Tuesday, January 02, 2018, 17:11 GMT+7
​Plan to redesign Vietnam’s highland tourist city meets with skepticism
The Xuan Huong Lake in downtown Da Lat is seen in this drone photo taken by Duong Thanh Nam.

Authorities are mulling over a massive plan to redesign the downtown area of Da Lat to transform it into a modern financial and service hub, but the people are worried that the plan would strip the highland city of its charm having captivated tourists in the first place: the tranquility of being close to nature.

Located 1,500 meters above sea level in Lam Dong Province in the southern part of the Central Highlands region of Vietnam, Da Lat is a tourist destination popular with local and foreign visitors thanks to its year-round cool weather and scenic landscapes.
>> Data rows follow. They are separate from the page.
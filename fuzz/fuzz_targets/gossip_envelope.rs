// Copyright (c) 2026 Amunchain
// Licensed under the Apache License, Version 2.0 (the "License");
// you may not use this file except in compliance with the License.
// You may obtain a copy of the License at
//     http://www.apache.org/licenses/LICENSE-2.0
// Unless required by applicable law or agreed to in writing, software
// distributed under the License is distributed on an "AS IS" BASIS,
// WITHOUT WARRANTIES OR CONDITIONS OF ANY KIND, either express or implied.
// See the License for the specific language governing permissions and
// limitations under the License.

#![no_main]
#![forbid(unsafe_code)]

use arbitrary::Arbitrary;
use libfuzzer_sys::fuzz_target;
use meshcore::gossip::{GossipEnvelope, GossipTopic};

#[derive(Clone, Copy, Debug, Arbitrary)]
enum TopicChoice {
    Blocks,
    Txs,
    Consensus,
}

impl From<TopicChoice> for GossipTopic {
    fn from(t: TopicChoice) -> Self {
        match t {
            TopicChoice::Blocks => GossipTopic::Blocks,
            TopicChoice::Txs => GossipTopic::Txs,
            TopicChoice::Consensus => GossipTopic::Consensus,
        }
    }
}

#[derive(Debug, Arbitrary)]
struct Input {
    topic: TopicChoice,
    bytes: Vec<u8>,
}

fuzz_target!(|inp: Input| {
    if let Some(envelope) = GossipEnvelope::decode(inp.topic.into(), &inp.bytes) {
        // A successfully decoded envelope must always re-encode to the same
        // bytes it was decoded from (the wire format is a direct byte split,
        // not self-describing, so round-trip equality is the only invariant
        // that holds for arbitrary input).
        let re = envelope.encode();
        assert_eq!(re, inp.bytes);
    }
});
‘City of a Thousand Flowers’ and ‘City of Eternal Spring’ are among the common nicknames given to Da Lat, reflecting its colorful, archaic beauty rarely seen elsewhere in a tropical country like Vietnam.

Late last year, authorities in Da Lat unveiled a draft urban plan for the new face of the city center, which is part of a government-approved scheme in 2014 to develop Da Lat and its vicinity by 2030.

The redesign, which is estimated to cost over VND3 trillion (US$132.3 million), includes the construction of a six-hectare modern shopping center at the location of what is now the decades-old Hoa Binh Cinema, which looks over the city’s iconic Da Lat Market.

The Da Lat Market in the center of Da Lat in Vietnam’s Central Highlands. Photo: Tuoi Tre
The Da Lat Market in the center of Da Lat in Vietnam’s Central Highlands. Photo: Tuoi Tre

A tourist city of ‘international stature’

The Hoa Binh Cinema, Da Lat Market, Xuan Huong Lake and a nearby hill where once stood the official residence of provincial leaders – collectively referred to as the Hoa Binh area – together make up the 30-hectare future center of Da Lat, according to Le Quang Trung, director of Lam Dong’s Department of Construction.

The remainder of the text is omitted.